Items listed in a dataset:
======

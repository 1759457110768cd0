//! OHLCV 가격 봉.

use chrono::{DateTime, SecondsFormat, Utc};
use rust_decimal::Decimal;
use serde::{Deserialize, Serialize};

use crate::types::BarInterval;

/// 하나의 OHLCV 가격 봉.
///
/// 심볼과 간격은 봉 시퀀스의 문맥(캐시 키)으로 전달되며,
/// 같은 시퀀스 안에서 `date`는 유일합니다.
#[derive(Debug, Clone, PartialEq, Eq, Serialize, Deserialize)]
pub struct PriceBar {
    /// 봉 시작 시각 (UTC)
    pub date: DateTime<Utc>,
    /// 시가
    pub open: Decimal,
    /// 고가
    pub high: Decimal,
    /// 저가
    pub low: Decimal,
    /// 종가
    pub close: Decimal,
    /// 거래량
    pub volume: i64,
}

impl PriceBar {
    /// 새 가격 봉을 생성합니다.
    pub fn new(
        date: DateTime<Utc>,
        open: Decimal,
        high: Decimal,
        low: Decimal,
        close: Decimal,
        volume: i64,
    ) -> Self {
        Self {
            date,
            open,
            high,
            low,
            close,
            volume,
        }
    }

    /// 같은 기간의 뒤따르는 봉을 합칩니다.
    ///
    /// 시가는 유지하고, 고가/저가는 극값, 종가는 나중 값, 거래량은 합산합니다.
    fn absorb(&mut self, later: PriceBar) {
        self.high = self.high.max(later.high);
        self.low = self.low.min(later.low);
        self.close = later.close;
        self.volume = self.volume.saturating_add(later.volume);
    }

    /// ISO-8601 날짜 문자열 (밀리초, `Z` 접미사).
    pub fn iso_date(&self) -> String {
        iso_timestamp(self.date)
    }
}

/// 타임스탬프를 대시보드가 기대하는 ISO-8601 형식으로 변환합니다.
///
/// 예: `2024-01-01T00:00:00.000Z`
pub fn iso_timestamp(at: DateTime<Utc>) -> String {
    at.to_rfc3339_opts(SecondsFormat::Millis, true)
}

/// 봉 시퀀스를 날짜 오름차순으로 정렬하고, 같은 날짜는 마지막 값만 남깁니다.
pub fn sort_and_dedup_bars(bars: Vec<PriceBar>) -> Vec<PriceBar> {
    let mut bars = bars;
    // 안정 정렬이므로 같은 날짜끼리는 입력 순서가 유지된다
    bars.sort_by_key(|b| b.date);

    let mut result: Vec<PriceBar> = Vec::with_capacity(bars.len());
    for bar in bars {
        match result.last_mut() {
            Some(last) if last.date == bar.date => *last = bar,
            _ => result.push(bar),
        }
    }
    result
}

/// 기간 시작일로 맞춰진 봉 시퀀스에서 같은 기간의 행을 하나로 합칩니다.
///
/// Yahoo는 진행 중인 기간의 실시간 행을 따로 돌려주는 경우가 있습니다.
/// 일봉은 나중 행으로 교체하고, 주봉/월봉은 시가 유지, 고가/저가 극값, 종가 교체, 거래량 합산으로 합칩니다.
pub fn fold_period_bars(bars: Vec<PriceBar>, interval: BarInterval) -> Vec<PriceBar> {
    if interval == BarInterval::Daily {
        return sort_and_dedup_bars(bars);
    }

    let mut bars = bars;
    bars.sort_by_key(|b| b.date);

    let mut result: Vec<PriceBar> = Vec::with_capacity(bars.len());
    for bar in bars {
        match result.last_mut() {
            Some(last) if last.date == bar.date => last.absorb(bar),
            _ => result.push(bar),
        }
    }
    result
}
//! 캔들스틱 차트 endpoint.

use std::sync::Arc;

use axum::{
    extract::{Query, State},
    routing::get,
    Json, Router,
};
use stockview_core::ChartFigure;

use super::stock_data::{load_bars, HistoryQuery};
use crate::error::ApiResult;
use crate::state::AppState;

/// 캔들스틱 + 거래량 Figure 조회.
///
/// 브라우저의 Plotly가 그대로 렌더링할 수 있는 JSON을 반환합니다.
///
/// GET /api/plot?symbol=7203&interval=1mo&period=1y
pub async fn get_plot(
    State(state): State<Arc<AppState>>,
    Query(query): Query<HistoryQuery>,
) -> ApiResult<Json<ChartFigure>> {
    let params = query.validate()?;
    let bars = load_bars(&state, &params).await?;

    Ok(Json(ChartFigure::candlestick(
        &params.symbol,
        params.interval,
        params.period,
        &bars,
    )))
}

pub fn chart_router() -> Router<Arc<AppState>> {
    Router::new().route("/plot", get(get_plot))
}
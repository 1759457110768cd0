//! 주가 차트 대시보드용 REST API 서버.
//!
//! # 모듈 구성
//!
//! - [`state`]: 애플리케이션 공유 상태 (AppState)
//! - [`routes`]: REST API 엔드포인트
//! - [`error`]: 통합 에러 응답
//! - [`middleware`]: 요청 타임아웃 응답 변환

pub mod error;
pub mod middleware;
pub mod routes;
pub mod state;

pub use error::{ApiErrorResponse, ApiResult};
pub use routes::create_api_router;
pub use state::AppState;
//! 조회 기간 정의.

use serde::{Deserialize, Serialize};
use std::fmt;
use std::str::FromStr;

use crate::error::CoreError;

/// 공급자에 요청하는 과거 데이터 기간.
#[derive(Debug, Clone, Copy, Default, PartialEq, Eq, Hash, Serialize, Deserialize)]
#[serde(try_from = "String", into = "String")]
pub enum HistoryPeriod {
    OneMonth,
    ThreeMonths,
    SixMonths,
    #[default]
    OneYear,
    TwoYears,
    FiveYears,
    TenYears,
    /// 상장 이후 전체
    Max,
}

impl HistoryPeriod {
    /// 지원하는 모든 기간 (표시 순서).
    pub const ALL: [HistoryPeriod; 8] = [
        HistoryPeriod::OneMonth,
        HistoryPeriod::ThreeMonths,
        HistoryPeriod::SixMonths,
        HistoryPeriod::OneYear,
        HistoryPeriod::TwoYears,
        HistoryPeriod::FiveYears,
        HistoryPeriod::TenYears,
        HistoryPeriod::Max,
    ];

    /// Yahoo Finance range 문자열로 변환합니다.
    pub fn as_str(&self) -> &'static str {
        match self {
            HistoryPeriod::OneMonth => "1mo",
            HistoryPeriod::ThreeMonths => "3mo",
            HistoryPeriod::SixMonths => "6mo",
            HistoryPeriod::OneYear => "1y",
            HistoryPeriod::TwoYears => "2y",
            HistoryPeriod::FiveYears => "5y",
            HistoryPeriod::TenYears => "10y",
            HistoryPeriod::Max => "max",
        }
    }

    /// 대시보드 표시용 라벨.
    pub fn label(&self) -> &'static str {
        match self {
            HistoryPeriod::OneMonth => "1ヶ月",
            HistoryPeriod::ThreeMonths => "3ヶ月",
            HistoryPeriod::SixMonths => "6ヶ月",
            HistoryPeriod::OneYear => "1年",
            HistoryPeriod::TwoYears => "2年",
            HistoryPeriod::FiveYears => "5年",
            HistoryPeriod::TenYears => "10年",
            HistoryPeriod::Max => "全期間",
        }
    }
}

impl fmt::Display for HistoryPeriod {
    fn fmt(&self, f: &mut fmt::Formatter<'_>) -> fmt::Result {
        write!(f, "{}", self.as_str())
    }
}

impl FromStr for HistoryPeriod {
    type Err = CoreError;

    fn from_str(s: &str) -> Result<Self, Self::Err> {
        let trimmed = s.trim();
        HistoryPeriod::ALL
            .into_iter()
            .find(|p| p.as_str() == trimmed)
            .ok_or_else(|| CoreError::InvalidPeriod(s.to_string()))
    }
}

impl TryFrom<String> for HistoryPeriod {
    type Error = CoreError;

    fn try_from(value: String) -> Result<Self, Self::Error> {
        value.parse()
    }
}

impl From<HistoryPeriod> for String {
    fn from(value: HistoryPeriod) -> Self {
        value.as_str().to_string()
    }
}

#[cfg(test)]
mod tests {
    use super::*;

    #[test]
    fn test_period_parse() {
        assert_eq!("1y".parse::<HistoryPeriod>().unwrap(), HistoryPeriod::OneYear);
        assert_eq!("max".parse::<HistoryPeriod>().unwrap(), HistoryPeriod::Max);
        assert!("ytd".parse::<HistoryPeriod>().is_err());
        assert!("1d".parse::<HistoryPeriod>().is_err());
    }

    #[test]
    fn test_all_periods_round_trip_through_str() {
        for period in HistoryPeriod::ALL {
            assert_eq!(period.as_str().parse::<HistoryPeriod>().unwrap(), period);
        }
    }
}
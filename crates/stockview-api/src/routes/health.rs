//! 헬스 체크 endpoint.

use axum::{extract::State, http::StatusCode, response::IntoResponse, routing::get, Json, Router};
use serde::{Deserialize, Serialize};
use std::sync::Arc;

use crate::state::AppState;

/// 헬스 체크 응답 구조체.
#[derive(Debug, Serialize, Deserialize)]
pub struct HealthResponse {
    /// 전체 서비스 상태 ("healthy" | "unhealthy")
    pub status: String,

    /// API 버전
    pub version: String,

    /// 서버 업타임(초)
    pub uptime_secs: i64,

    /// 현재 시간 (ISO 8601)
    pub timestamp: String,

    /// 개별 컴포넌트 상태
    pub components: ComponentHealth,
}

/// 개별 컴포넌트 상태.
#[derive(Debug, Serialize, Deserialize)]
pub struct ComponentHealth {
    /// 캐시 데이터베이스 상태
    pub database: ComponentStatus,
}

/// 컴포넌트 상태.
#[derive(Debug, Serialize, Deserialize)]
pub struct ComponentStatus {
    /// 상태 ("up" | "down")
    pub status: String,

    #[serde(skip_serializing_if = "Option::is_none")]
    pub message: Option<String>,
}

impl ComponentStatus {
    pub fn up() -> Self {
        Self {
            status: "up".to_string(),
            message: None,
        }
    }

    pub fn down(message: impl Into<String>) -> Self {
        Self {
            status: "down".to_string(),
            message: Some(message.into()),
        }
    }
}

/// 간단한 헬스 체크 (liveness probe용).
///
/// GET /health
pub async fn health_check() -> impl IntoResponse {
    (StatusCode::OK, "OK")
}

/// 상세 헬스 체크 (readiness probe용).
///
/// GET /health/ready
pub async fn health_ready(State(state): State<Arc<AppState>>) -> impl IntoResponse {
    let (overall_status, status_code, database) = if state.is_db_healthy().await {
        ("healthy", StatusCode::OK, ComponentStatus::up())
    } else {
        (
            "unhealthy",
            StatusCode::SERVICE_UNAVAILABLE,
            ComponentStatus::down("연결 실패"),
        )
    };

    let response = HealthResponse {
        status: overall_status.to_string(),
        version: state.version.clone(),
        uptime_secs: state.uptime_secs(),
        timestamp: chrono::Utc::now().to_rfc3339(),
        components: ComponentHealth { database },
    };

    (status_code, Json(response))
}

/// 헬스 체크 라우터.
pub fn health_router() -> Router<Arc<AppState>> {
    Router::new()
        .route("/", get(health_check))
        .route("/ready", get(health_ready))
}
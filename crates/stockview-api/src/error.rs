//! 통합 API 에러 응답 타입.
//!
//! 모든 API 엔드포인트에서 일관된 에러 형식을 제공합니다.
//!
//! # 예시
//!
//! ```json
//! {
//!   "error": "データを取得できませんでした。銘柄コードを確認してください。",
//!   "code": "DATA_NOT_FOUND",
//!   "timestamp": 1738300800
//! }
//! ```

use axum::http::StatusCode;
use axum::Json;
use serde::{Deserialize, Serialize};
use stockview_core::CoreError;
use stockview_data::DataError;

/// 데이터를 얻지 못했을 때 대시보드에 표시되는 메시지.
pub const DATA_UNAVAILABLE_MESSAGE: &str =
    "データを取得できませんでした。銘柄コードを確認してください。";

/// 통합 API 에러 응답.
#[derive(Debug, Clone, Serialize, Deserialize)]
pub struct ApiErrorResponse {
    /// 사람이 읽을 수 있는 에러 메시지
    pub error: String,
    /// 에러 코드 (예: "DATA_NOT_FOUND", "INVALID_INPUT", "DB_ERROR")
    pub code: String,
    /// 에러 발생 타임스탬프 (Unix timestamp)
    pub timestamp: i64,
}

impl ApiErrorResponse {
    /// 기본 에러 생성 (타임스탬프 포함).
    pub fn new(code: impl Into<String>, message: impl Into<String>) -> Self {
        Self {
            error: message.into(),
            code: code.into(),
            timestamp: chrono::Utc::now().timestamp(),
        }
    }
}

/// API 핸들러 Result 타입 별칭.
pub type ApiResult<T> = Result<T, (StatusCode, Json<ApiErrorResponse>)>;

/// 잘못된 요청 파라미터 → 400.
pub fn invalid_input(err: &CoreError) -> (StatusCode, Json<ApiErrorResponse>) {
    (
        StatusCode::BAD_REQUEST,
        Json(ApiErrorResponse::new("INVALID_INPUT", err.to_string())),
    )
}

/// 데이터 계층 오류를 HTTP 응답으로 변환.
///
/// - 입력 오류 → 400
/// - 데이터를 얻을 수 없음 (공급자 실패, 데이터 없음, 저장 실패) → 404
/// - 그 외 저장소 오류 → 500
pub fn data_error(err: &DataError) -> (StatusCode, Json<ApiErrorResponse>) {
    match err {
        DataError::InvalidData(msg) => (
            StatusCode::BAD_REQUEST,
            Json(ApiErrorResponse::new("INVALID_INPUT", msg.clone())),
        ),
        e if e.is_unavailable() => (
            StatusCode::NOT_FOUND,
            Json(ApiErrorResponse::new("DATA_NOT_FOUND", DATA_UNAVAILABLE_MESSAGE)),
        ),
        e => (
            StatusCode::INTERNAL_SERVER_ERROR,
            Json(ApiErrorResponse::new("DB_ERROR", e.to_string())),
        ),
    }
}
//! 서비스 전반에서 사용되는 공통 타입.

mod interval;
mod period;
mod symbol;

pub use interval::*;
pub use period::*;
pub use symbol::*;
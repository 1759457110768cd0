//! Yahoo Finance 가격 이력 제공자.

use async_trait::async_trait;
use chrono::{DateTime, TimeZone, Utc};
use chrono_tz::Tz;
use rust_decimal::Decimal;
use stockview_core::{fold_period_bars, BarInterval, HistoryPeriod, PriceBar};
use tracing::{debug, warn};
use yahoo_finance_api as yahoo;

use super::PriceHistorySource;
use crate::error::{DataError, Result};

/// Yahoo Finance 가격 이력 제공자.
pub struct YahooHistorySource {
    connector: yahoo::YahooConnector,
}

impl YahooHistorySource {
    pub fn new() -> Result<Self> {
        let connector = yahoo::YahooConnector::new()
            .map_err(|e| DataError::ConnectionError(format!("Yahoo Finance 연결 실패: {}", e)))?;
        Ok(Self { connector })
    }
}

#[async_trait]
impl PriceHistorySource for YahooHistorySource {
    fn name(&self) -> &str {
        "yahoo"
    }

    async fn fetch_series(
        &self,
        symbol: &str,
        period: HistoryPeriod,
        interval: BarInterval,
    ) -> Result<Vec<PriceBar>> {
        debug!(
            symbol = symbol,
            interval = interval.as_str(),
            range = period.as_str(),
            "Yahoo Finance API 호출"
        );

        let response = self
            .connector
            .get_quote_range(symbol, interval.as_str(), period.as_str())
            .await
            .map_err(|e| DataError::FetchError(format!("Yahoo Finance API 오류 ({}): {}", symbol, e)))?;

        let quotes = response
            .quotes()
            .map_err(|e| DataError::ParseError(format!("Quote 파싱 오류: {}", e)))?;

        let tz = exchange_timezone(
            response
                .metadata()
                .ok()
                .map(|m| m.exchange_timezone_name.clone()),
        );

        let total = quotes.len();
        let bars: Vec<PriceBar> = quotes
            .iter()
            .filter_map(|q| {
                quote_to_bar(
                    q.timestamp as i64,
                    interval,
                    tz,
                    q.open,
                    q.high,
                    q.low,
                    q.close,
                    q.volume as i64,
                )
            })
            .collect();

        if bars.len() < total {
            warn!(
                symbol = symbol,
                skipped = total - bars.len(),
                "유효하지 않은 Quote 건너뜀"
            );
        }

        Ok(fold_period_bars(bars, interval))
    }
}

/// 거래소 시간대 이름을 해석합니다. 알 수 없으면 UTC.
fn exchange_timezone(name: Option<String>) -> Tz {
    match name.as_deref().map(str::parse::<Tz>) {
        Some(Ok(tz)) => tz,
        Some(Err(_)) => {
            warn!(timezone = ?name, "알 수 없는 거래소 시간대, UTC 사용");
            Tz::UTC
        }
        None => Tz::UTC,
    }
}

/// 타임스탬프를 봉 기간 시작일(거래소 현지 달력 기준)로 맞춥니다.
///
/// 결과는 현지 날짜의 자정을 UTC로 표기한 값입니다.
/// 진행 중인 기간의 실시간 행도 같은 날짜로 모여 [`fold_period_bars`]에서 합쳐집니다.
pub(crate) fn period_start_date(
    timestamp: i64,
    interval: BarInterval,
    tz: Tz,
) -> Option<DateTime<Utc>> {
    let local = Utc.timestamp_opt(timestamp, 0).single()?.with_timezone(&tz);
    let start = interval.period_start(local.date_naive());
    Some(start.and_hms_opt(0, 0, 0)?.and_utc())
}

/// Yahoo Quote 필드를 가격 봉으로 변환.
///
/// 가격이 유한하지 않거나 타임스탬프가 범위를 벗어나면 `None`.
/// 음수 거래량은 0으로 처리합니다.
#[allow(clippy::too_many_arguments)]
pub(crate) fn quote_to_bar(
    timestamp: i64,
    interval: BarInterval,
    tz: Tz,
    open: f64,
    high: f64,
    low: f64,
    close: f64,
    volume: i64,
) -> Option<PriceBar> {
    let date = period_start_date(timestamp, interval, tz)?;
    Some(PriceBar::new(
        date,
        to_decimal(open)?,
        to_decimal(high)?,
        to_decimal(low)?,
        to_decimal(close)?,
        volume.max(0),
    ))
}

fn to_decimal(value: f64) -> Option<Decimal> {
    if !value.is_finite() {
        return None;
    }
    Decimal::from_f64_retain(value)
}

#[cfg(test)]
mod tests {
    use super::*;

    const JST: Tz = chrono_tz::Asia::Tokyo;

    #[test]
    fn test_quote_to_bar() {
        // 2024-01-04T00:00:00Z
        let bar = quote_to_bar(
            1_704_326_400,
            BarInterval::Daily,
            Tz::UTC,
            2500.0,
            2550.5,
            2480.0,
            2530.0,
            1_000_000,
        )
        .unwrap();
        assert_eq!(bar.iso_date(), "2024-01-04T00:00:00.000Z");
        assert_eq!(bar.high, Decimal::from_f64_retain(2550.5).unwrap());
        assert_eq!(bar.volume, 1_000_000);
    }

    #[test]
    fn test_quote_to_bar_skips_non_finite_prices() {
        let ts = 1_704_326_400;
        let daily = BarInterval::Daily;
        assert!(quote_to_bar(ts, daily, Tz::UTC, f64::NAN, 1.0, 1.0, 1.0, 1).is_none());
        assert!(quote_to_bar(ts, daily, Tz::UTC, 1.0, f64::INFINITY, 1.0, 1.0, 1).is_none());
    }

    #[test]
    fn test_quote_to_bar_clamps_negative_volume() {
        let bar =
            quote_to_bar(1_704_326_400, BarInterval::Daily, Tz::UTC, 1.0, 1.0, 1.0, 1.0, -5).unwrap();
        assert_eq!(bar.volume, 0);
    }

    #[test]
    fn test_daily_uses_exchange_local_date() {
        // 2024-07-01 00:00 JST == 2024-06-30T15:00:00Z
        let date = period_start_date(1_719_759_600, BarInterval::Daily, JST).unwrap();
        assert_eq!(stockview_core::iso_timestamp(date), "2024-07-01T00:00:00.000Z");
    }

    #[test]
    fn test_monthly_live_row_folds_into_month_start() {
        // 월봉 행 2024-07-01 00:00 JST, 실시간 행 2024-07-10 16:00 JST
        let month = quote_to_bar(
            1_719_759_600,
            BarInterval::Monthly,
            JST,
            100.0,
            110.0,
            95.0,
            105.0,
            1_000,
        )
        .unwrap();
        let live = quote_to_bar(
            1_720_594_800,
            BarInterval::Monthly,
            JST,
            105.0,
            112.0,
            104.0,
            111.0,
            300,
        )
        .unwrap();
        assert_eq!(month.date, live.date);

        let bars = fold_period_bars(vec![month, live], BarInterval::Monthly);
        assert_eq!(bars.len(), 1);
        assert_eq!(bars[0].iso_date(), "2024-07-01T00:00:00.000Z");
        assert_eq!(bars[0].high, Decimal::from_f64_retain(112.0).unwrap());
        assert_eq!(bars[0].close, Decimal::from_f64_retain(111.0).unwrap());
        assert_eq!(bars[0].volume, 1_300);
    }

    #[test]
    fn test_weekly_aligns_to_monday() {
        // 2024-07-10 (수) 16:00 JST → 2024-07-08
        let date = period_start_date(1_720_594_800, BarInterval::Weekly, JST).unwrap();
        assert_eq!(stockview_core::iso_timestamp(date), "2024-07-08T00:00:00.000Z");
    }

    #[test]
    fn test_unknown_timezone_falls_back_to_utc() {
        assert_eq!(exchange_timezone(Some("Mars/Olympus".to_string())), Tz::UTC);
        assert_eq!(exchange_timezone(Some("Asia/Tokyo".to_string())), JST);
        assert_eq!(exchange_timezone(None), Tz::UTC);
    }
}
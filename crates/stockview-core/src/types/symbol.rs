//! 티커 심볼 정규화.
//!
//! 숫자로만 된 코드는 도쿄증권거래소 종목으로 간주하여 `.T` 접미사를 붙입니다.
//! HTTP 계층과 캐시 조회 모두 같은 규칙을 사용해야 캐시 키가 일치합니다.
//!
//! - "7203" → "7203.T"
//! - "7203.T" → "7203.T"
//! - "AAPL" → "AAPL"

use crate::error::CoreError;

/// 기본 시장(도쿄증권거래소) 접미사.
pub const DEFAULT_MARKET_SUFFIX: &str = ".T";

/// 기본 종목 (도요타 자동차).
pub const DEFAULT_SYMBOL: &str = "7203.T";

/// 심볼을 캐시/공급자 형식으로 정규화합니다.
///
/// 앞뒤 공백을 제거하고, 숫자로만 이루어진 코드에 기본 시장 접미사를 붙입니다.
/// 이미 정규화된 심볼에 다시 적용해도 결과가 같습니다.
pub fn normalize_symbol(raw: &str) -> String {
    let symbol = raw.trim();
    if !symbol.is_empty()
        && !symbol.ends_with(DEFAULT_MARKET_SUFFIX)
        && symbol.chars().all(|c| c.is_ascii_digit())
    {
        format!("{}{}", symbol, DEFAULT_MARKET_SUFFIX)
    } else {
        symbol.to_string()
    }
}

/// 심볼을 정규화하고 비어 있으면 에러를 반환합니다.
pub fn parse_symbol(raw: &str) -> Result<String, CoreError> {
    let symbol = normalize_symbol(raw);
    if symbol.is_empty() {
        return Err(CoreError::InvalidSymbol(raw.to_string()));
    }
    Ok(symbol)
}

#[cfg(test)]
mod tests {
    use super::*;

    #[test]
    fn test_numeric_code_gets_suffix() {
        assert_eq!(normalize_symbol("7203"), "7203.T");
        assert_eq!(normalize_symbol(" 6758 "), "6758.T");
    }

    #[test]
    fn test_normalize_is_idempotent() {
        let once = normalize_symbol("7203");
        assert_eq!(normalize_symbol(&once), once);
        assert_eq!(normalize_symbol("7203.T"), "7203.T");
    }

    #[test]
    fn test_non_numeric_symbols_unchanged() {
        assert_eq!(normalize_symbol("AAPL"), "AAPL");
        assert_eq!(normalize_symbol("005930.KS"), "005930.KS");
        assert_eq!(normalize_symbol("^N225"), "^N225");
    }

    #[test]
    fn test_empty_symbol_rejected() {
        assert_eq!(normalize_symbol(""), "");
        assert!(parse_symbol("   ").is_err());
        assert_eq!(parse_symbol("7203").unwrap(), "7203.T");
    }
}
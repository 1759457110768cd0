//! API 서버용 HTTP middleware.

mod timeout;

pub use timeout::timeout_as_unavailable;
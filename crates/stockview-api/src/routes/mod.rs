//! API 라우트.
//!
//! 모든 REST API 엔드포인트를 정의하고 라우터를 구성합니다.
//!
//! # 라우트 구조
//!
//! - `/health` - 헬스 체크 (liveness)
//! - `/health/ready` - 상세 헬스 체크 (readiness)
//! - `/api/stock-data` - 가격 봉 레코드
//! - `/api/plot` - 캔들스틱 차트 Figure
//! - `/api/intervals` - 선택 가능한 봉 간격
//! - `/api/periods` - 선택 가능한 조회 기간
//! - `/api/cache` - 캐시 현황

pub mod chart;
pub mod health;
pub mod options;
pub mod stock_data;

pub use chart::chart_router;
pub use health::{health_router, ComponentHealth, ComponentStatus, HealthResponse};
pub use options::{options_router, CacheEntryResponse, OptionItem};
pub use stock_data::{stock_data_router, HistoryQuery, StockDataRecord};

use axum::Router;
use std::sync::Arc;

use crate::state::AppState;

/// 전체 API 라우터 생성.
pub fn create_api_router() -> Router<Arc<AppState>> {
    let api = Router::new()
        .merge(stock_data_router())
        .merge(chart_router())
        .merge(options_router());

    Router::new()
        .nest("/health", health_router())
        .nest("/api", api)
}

======

● WHAT THE TASK ASKS: Check each line of the entries, and copy the ones that contain "absorb".

● COMPLETED EXERCISE:
    fn absorb(&mut self, later: PriceBar) {
            Some(last) if last.date == bar.date => last.absorb(bar),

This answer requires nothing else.